=== EXERCISE REQUIREMENTS ===
Lines of the records that hold the word "settings" are to be counted; give the number and nothing more.

Collected data:
===

use tokio::sync::watch;

use crate::entities::token::Identity;

/// Where the current session stands. Starts `Unknown` until the first
/// resolution arrives.
#[derive(Debug, Clone, PartialEq, Default)]
pub enum SessionState {
    #[default]
    Unknown,
    Authenticated(Identity),
    Unauthenticated,
}

#[derive(Debug, Clone, PartialEq)]
pub enum GuardDecision {
    /// Resolution still pending: render nothing, redirect nowhere.
    Loading,
    Redirect(String),
    Render(Identity),
    /// Signed in, but not as the site owner.
    Forbidden,
}

/// Publishes session transitions to any number of guards.
#[derive(Debug, Clone)]
pub struct SessionHub {
    sender: watch::Sender<SessionState>,
}

impl Default for SessionHub {
    fn default() -> Self {
        Self::new()
    }
}

impl SessionHub {
    pub fn new() -> Self {
        let (sender, _) = watch::channel(SessionState::Unknown);
        SessionHub { sender }
    }

    pub fn publish(&self, state: SessionState) {
        // `send_replace` keeps the value even while no guard is subscribed.
        self.sender.send_replace(state);
    }

    pub fn sign_out(&self) {
        self.publish(SessionState::Unauthenticated);
    }

    pub fn guard(&self, login_path: impl Into<String>) -> SessionGuard {
        SessionGuard {
            receiver: self.sender.subscribe(),
            login_path: login_path.into(),
        }
    }
}

/// Gate in front of admin content.
#[derive(Debug, Clone)]
pub struct SessionGuard {
    receiver: watch::Receiver<SessionState>,
    login_path: String,
}

impl SessionGuard {
    pub fn decide(&self) -> GuardDecision {
        decide(&self.receiver.borrow(), &self.login_path)
    }

    /// Waits until the session leaves `Unknown`, then decides. A hub that
    /// goes away before resolving counts as signed out.
    pub async fn resolved(&mut self) -> GuardDecision {
        match self
            .receiver
            .wait_for(|state| !matches!(state, SessionState::Unknown))
            .await
        {
            Ok(state) => decide(&state, &self.login_path),
            Err(_) => GuardDecision::Redirect(self.login_path.clone()),
        }
    }
}

pub fn decide(state: &SessionState, login_path: &str) -> GuardDecision {
    match state {
        SessionState::Unknown => GuardDecision::Loading,
        SessionState::Unauthenticated => GuardDecision::Redirect(login_path.to_string()),
        SessionState::Authenticated(identity) if identity.admin => {
            GuardDecision::Render(identity.clone())
        }
        SessionState::Authenticated(_) => GuardDecision::Forbidden,
    }
}

#[cfg(test)]
mod tests {
    use super::*;
    use std::time::Duration;

    fn owner() -> Identity {
        Identity {
            uid: "admin".into(),
            email: Some("owner@example.dev".into()),
            name: Some("Owner".into()),
            picture: None,
            admin: true,
        }
    }

    #[test]
    fn unknown_state_is_loading() {
        let hub = SessionHub::new();
        let guard = hub.guard("/admin");
        assert_eq!(guard.decide(), GuardDecision::Loading);
    }

    #[test]
    fn transitions_drive_decisions() {
        let hub = SessionHub::new();
        let guard = hub.guard("/admin");

        hub.publish(SessionState::Authenticated(owner()));
        assert_eq!(guard.decide(), GuardDecision::Render(owner()));

        hub.sign_out();
        assert_eq!(guard.decide(), GuardDecision::Redirect("/admin".into()));
    }

    #[test]
    fn visitors_are_forbidden() {
        let mut visitor = owner();
        visitor.admin = false;
        assert_eq!(
            decide(&SessionState::Authenticated(visitor), "/admin"),
            GuardDecision::Forbidden
        );
    }

    #[tokio::test]
    async fn resolved_waits_for_first_answer() {
        let hub = SessionHub::new();
        let mut guard = hub.guard("/admin");

        let publisher = hub.clone();
        tokio::spawn(async move {
            tokio::time::sleep(Duration::from_millis(10)).await;
            publisher.publish(SessionState::Unauthenticated);
        });

        assert_eq!(guard.resolved().await, GuardDecision::Redirect("/admin".into()));
    }

    #[tokio::test]
    async fn dropped_hub_resolves_to_redirect() {
        let hub = SessionHub::new();
        let mut guard = hub.guard("/login");
        drop(hub);

        assert_eq!(guard.resolved().await, GuardDecision::Redirect("/login".into()));
    }
}
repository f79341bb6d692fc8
use argon2::{
    password_hash::{
        rand_core::OsRng,
        PasswordHash, PasswordHasher, PasswordVerifier, SaltString, Error as Argon2Error
    },
    Argon2, Algorithm, Params, Version
};
use once_cell::sync::Lazy;

use crate::errors::PasswordError;

/// Verified against when the submitted email is not the admin's, so a wrong
/// email costs as much time as a wrong password.
static DECOY_HASH: Lazy<Option<String>> = Lazy::new(|| hash_password("decoy-password").ok());

fn hasher() -> Result<Argon2<'static>, PasswordError> {
    let params = Params::new(15_000, 2, 1, None)
        .map_err(|e| PasswordError::InvalidParameters(e.to_string()))?;
    Ok(Argon2::new(Algorithm::Argon2id, Version::V0x13, params))
}

/// Produces the PHC string stored as `APP_ADMIN_PASSWORD_HASH`.
pub fn hash_password(password: &str) -> Result<String, PasswordError> {
    let salt = SaltString::generate(&mut OsRng);

    hasher()?
        .hash_password(password.as_bytes(), &salt)
        .map_err(|e| PasswordError::HashingError(e.to_string()))
        .map(|hash| hash.to_string())
}

/// Parameters are read from the hash itself.
pub fn verify_password(
    password: &str,
    hashed: &str,
) -> Result<bool, PasswordError> {
    let parsed_hash = PasswordHash::new(hashed)
        .map_err(|e| PasswordError::InvalidHashFormat(e.to_string()))?;

    match Argon2::default().verify_password(
        password.as_bytes(),
        &parsed_hash,
    ) {
        Ok(()) => Ok(true),
        Err(Argon2Error::Password) => Ok(false),
        Err(e) => Err(PasswordError::VerificationError(e.to_string())),
    }
}

/// Burns one verification's worth of time. Always fails.
pub fn verify_decoy(password: &str) -> bool {
    if let Some(hash) = DECOY_HASH.as_deref() {
        let _ = verify_password(password, hash);
    }
    false
}
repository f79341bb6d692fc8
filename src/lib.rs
mod domain;
mod interfaces;
mod infrastructure;
pub mod errors;
pub mod settings;
pub mod constants;
pub mod graceful_shutdown;
pub mod background_task;

pub use domain::{entities, session, use_cases};
pub use interfaces::{handlers, middlewares, repositories, routes};
pub use infrastructure::{auth, db, limiter, relay, utils};

use auth::jwt::JwtService;
use entities::contact::RelayCredentials;
use repositories::{document_store::SharedStore, identity::SharedProfileProvider, relay::SharedRelay};
use use_cases::{
    auth::AuthHandler, contact::ContactHandler, guestbook::GuestbookHandler, posts::PostHandler,
    projects::ProjectHandler,
};

pub type AppAuthHandler = AuthHandler<JwtService, SharedProfileProvider>;
pub type AppPostHandler = PostHandler<SharedStore>;
pub type AppProjectHandler = ProjectHandler<SharedStore>;
pub type AppGuestbookHandler = GuestbookHandler<SharedStore>;
pub type AppContactHandler = ContactHandler<SharedRelay>;

pub struct AppState {
    pub store: SharedStore,
    pub post_handler: AppPostHandler,
    pub project_handler: AppProjectHandler,
    pub guestbook_handler: AppGuestbookHandler,
    pub contact_handler: AppContactHandler,
    pub auth_handler: AppAuthHandler,
    pub login_path: String,
    pub trust_forwarded_for: bool,
}

impl AppState {
    pub fn new(
        config: &settings::AppConfig,
        store: SharedStore,
        relay: SharedRelay,
        oauth: SharedProfileProvider,
    ) -> Self {
        let jwt_service = JwtService::new(config);

        AppState {
            post_handler: PostHandler::new(store.clone()),
            project_handler: ProjectHandler::new(store.clone()),
            guestbook_handler: GuestbookHandler::new(store.clone(), config.guestbook_page_size),
            contact_handler: ContactHandler::new(relay, RelayCredentials::from_config(config)),
            auth_handler: AuthHandler::new(config, jwt_service, oauth),
            login_path: config.login_path.clone(),
            trust_forwarded_for: config.trust_forwarded_for,
            store,
        }
    }
}
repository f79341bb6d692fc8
pub mod session;
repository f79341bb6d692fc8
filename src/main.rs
use std::{env, io::BufRead, sync::Arc};

use actix_cors::Cors;
use actix_web::{http::header, middleware::NormalizePath, web, App, HttpServer};
use anyhow::Context;
use portfolio_api::{
    auth::{oauth::UserInfoClient, password::hash_password},
    background_task::start_purge_task,
    constants::SHUTDOWN_TIMEOUT_SECS,
    db::postgres::create_pool,
    graceful_shutdown::stop_on_signal,
    relay::emailjs::EmailJsRelay,
    repositories::{
        document_store::SharedStore, memory_store::MemoryDocumentStore, pg_store::PgDocumentStore,
    },
    routes::configure_routes,
    settings::AppConfig,
    AppState,
};
use tracing_actix_web::TracingLogger;
use tracing_subscriber::EnvFilter;

fn init_tracing() {
    let filter = EnvFilter::try_from_default_env()
        .unwrap_or_else(|_| EnvFilter::new("info,sqlx=warn"));

    let production = env::var("APP_ENV").is_ok_and(|v| v.eq_ignore_ascii_case("production"));
    if production {
        tracing_subscriber::fmt().json().with_env_filter(filter).init();
    } else {
        tracing_subscriber::fmt().with_env_filter(filter).init();
    }
}

/// `hash-password [PASSWORD]` prints an argon2 hash for `APP_ADMIN_PASSWORD_HASH`.
/// Reads the password from stdin when it is not given.
fn run_hash_password(arg: Option<String>) -> anyhow::Result<()> {
    let password = match arg {
        Some(password) => password,
        None => {
            let mut line = String::new();
            std::io::stdin()
                .lock()
                .read_line(&mut line)
                .context("reading password from stdin")?;
            line.trim_end_matches(['\r', '\n']).to_string()
        }
    };

    if password.is_empty() {
        anyhow::bail!("password must not be empty");
    }

    let hash = hash_password(&password).map_err(|e| anyhow::anyhow!("{}", e))?;
    println!("{hash}");
    Ok(())
}

async fn build_store(config: &AppConfig) -> anyhow::Result<SharedStore> {
    match config.database_url.as_deref() {
        Some(url) => {
            let pool = create_pool(url).await.context("connecting to Postgres")?;
            let store = PgDocumentStore::new(pool);
            store.migrate().await.context("running migrations")?;
            tracing::info!("Using Postgres content store");
            Ok(Arc::new(store))
        }
        None => {
            tracing::warn!("No database URL configured; content lives in memory and is lost on restart");
            Ok(Arc::new(MemoryDocumentStore::new()))
        }
    }
}

fn build_cors(config: &AppConfig) -> Cors {
    let origins = config.cors_origins();

    let cors = Cors::default()
        .allowed_methods(vec!["GET", "POST", "PATCH", "DELETE", "OPTIONS"])
        .allowed_headers(vec![header::AUTHORIZATION, header::CONTENT_TYPE, header::ACCEPT])
        .max_age(3600);

    if origins.iter().any(|o| o == "*") {
        cors.allow_any_origin()
    } else {
        origins
            .iter()
            .fold(cors, |cors, origin| cors.allowed_origin(origin))
    }
}

#[actix_web::main]
async fn main() -> std::io::Result<()> {
    dotenv::dotenv().ok();
    init_tracing();

    let mut args = env::args().skip(1);
    if args.next().as_deref() == Some("hash-password") {
        if let Err(e) = run_hash_password(args.next()) {
            tracing::error!("hash-password failed: {:#}", e);
            std::process::exit(1);
        }
        return Ok(());
    }

    let config = match AppConfig::new() {
        Ok(cfg) => {
            tracing::info!("Loaded configuration: {:?}", cfg);
            cfg
        },
        Err(e) => {
            tracing::error!("Configuration error: {}", e);
            std::process::exit(1);
        }
    };

    let store = match build_store(&config).await {
        Ok(store) => store,
        Err(e) => {
            tracing::error!("Content store unavailable: {:#}", e);
            std::process::exit(1);
        }
    };

    let (relay, oauth) = match (
        EmailJsRelay::new(config.relay_endpoint.clone()),
        UserInfoClient::new(config.oauth_userinfo_url.clone()),
    ) {
        (Ok(relay), Ok(oauth)) => (relay, oauth),
        (Err(e), _) | (_, Err(e)) => {
            tracing::error!("Failed to build HTTP client: {}", e);
            std::process::exit(1);
        }
    };

    let app_state = web::Data::new(
        AppState::new(&config, store, Arc::new(relay), Arc::new(oauth))
    );

    let server_addr = format!("{}:{}", config.host, config.port);

    tracing::info!(
        "🚀 Starting {} v{} on {}",
        config.name,
        env!("CARGO_PKG_VERSION"),
        server_addr
    );

    let server_state = app_state.clone();
    let cors_config = config.clone();

    let server = HttpServer::new(move || {
        App::new()
            .app_data(server_state.clone())
            .wrap(build_cors(&cors_config))
            .wrap(NormalizePath::trim())
            .wrap(TracingLogger::default())
            .configure(configure_routes)
    })
    .workers(config.worker_count.max(1))
    .shutdown_timeout(SHUTDOWN_TIMEOUT_SECS)
    .bind(server_addr)?
    .run();

    tokio::spawn(start_purge_task(app_state));
    tokio::spawn(stop_on_signal(server.handle()));

    server.await
}
use std::{
    sync::Arc,
    time::{Duration, Instant},
};
use dashmap::DashMap;
use parking_lot::Mutex;

/// Weighted sliding window: the previous window's count decays linearly as
/// the current window progresses.
#[derive(Debug)]
struct SlidingWindow {
    window_size: Duration,
    limit: u64,
    current_window_start: Instant,
    current_count: u64,
    prev_count: u64,
    last_seen: Instant,
}

impl SlidingWindow {
    fn new(window_size: Duration, limit: u64, now: Instant) -> Self {
        Self {
            window_size,
            limit,
            current_window_start: now,
            current_count: 0,
            prev_count: 0,
            last_seen: now,
        }
    }

    fn roll(&mut self, now: Instant) {
        let elapsed = now.duration_since(self.current_window_start);
        if elapsed >= self.window_size * 2 {
            self.prev_count = 0;
            self.current_count = 0;
            self.current_window_start = now;
        } else if elapsed >= self.window_size {
            self.prev_count = self.current_count;
            self.current_count = 0;
            self.current_window_start += self.window_size;
        }
    }

    fn effective(&self, now: Instant) -> f64 {
        let elapsed = now.duration_since(self.current_window_start);
        let weight = (elapsed.as_secs_f64() / self.window_size.as_secs_f64()).min(1.0);
        (self.prev_count as f64) * (1.0 - weight) + (self.current_count as f64)
    }

    /// Counts an attempt if the window has room. On refusal returns the
    /// seconds until the current window closes.
    fn allow(&mut self, now: Instant) -> Result<(), u64> {
        self.last_seen = now;
        self.roll(now);

        if self.effective(now) < self.limit as f64 {
            self.current_count += 1;
            Ok(())
        } else {
            let closes = self.current_window_start + self.window_size;
            Err(closes.saturating_duration_since(now).as_secs().max(1))
        }
    }
}

/// Per-key attempt throttle for credential checks.
#[derive(Clone)]
pub struct AttemptLimiter {
    map: Arc<DashMap<String, Arc<Mutex<SlidingWindow>>>>,
    window_size: Duration,
    limit: u64,
}

impl AttemptLimiter {
    pub fn new(limit: u64, window_size: Duration) -> Self {
        Self {
            map: Arc::new(DashMap::new()),
            window_size,
            limit,
        }
    }

    fn window(&self, key: &str, now: Instant) -> Arc<Mutex<SlidingWindow>> {
        self.map
            .entry(key.to_string())
            .or_insert_with(|| Arc::new(Mutex::new(SlidingWindow::new(self.window_size, self.limit, now))))
            .clone()
    }

    /// Records an attempt for `key`. `Err(retry_after_secs)` when throttled.
    pub fn check(&self, key: &str) -> Result<(), u64> {
        self.check_at(key, Instant::now())
    }

    fn check_at(&self, key: &str, now: Instant) -> Result<(), u64> {
        let window = self.window(key, now);
        let mut guard = window.lock();
        guard.allow(now)
    }

    /// Forgets all attempts for `key`, e.g. after a successful sign-in.
    pub fn reset(&self, key: &str) {
        self.map.remove(key);
    }

    /// Drops keys idle for two full windows. Returns how many were removed.
    pub fn evict_idle(&self) -> usize {
        let now = Instant::now();
        let ttl = self.window_size * 2;
        let before = self.map.len();
        self.map
            .retain(|_, window| now.duration_since(window.lock().last_seen) <= ttl);
        before - self.map.len()
    }

    pub fn tracked_keys(&self) -> usize {
        self.map.len()
    }
}
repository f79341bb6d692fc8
use actix_web::web;

use crate::handlers::guestbook;

pub fn config_routes(cfg: &mut web::ServiceConfig) {
    cfg.service(
        web::resource("/guestbook")
            .route(web::get().to(guestbook::list_entries))
            .route(web::post().to(guestbook::sign_guestbook))
    );
}
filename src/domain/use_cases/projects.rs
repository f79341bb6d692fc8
use std::cmp::Reverse;

use validator::Validate;

use crate::{
    entities::project::{
        is_legacy_selected, NewProjectRequest, Project, ProjectCreatedResponse, ProjectFilter, ProjectStats,
        ProjectStatus, UpdateProjectRequest, PROJECTS, SELECTED_WORK,
    },
    errors::{AppError, StoreError},
    repositories::document_store::{decode_documents, Direction, DocumentStore, Query, CREATED_AT},
    utils::text::contains_ci,
};

pub const DEFAULT_FEATURED_LIMIT: usize = 3;
pub const MAX_FEATURED_LIMIT: usize = 12;

pub struct ProjectHandler<S>
where
    S: DocumentStore,
{
    pub store: S,
}

impl<S> ProjectHandler<S>
where
    S: DocumentStore,
{
    pub fn new(store: S) -> Self {
        ProjectHandler { store }
    }

    pub async fn try_list_projects(&self) -> Result<Vec<Project>, AppError> {
        let query = Query::new().order_by(CREATED_AT, Direction::Descending);
        let docs = self.store.query(PROJECTS, &query).await?;
        Ok(decode_documents(PROJECTS, docs))
    }

    /// All projects, newest first; an empty list when the store cannot answer.
    pub async fn list_projects(&self) -> Vec<Project> {
        self.try_list_projects().await.unwrap_or_else(|e| {
            tracing::warn!("Listing projects failed, serving none: {}", e);
            Vec::new()
        })
    }

    /// Selected work for the home page.
    ///
    /// The store is only asked for the equality match; ordering by
    /// `createdAt` happens here so the store never needs a composite index
    /// on (`selectedWork`, `createdAt`). Documents that predate
    /// `selectedWork` and only carry `featured` are included too.
    pub async fn list_featured_projects(&self, limit: Option<usize>) -> Vec<Project> {
        let limit = limit.unwrap_or(DEFAULT_FEATURED_LIMIT).min(MAX_FEATURED_LIMIT);
        if limit == 0 {
            return Vec::new();
        }

        match self.try_featured_projects().await {
            Ok(mut projects) => {
                // Stable: equal or missing stamps keep store order.
                projects.sort_by_key(|p| Reverse(p.created_at));
                projects.truncate(limit);
                projects
            }
            Err(e) => {
                tracing::warn!("Listing featured projects failed, serving none: {}", e);
                Vec::new()
            }
        }
    }

    async fn try_featured_projects(&self) -> Result<Vec<Project>, StoreError> {
        let mut docs = self
            .store
            .query(PROJECTS, &Query::new().where_eq(SELECTED_WORK, true))
            .await?;

        let legacy = self
            .store
            .query(PROJECTS, &Query::new().where_eq("featured", true))
            .await?;
        docs.extend(legacy.into_iter().filter(|doc| is_legacy_selected(&doc.data)));

        Ok(decode_documents(PROJECTS, docs))
    }

    /// Title or tag contains `q`, optionally restricted to one status.
    pub async fn search_projects(&self, filter: &ProjectFilter) -> Vec<Project> {
        let needle = filter.q.as_deref().unwrap_or("").trim();

        self.list_projects()
            .await
            .into_iter()
            .filter(|p| contains_ci(&p.title, needle) || p.tags.iter().any(|t| contains_ci(t, needle)))
            .filter(|p| filter.status.is_none_or(|s| p.status == s))
            .collect()
    }

    /// Admin table search over title or status.
    pub async fn filter_admin_projects(&self, q: &str) -> Result<Vec<Project>, AppError> {
        let needle = q.trim();
        Ok(self
            .try_list_projects()
            .await?
            .into_iter()
            .filter(|p| contains_ci(&p.title, needle) || contains_ci(p.status.as_str(), needle))
            .collect())
    }

    pub async fn get_project(&self, id: &str) -> Result<Project, AppError> {
        let missing = || {
            AppError::NotFound("Project not found".into()).redirect_missing("Project not found", "/projects")
        };
        if id.trim().is_empty() {
            return Err(missing());
        }

        let doc = self.store.get(PROJECTS, id).await?.ok_or_else(missing)?;
        Ok(Project::try_from(doc)?)
    }

    pub async fn create_project(&self, request: NewProjectRequest) -> Result<ProjectCreatedResponse, AppError> {
        request.validate()?;

        let data = request.into_document();
        let slug = data
            .get("slug")
            .and_then(|v| v.as_str())
            .unwrap_or_default()
            .to_string();

        let id = self.store.add(PROJECTS, data).await?;
        tracing::info!(project_id = %id, "Project created");

        Ok(ProjectCreatedResponse { id, slug })
    }

    pub async fn update_project(&self, id: &str, request: UpdateProjectRequest) -> Result<Project, AppError> {
        request.validate()?;

        self.store
            .update(PROJECTS, id, request.into_patch())
            .await
            .map_err(|e| match AppError::from(e) {
                AppError::NotFound(_) => AppError::NotFound("Project not found".to_string()),
                other => other,
            })?;

        tracing::info!(project_id = %id, "Project updated");
        self.get_project(id).await
    }

    pub async fn delete_project(&self, id: &str) -> Result<(), AppError> {
        self.store.delete(PROJECTS, id).await.map_err(|e| match AppError::from(e) {
            AppError::NotFound(_) => AppError::NotFound("Project not found".to_string()),
            other => other,
        })?;

        tracing::info!(project_id = %id, "Project deleted");
        Ok(())
    }

    pub async fn project_stats(&self) -> Result<ProjectStats, AppError> {
        let projects = self.try_list_projects().await?;
        Ok(ProjectStats {
            total: projects.len(),
            selected_work: projects.iter().filter(|p| p.selected_work).count(),
            completed: projects.iter().filter(|p| p.status == ProjectStatus::Completed).count(),
        })
    }
}
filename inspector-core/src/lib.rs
//! Inspector Core Library
//!
//! Data kernels behind three inspector panels, with no rendering attached:
//! - Flame chart data provider: packs trace events onto non-overlapping levels
//! - Promise inspector: keeps promise records per target and arranges them in
//!   a tree by nearest visible ancestor
//! - Device catalog: parses and serializes emulated device descriptors
//!
//! Everything runs single threaded and to completion per notification. The
//! only I/O is the optional file-backed device storage.
//!
//! # Example Usage
//!
//! ```no_run
//! use inspector_core::{FlameChartDataProvider, TimelineConfig, TimelineModel, TraceEvent};
//!
//! let mut model = TimelineModel::default();
//! model.main_thread.events.push(TraceEvent::span("FunctionCall", 0.0, 10.0));
//! model.main_thread.events.push(TraceEvent::span("Layout", 2.0, 5.0));
//! model.compute_bounds();
//!
//! let config = TimelineConfig::new().with_flow_events(true);
//! let mut provider = FlameChartDataProvider::new(model, config);
//! let data = provider.timeline_data();
//! for (index, level) in data.entry_levels.iter().enumerate() {
//!     println!("entry {} on level {}", index, level);
//! }
//! ```

// Public modules
pub mod config;
pub mod devices;
pub mod format;
pub mod promises;
pub mod timeline;
pub mod types;

// Re-export main types for convenience
pub use config::{PromiseFilterConfig, TimelineConfig};
pub use devices::{DeviceCatalog, DeviceStorage, EmulatedDevice, JsonFileStorage, MemoryStorage};
pub use promises::{PromiseEvent, PromiseInspector, PromiseStatus, TargetId};
pub use timeline::{FlameChartDataProvider, TimelineData, TimelineModel, TraceEvent};
pub use types::{InspectorError, Result};

/// Library version
pub const VERSION: &str = env!("CARGO_PKG_VERSION");

#[cfg(test)]
mod tests {
    use super::*;

    #[test]
    fn test_library_basics() {
        // Smoke test: an empty model lays out to nothing
        let mut provider = FlameChartDataProvider::new(TimelineModel::default(), TimelineConfig::default());
        assert!(provider.timeline_data().is_empty());
        assert_eq!(provider.total_time(), 1000.0);
    }
}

===

=== SOLUTION FOR THIS PROBLEM ===
3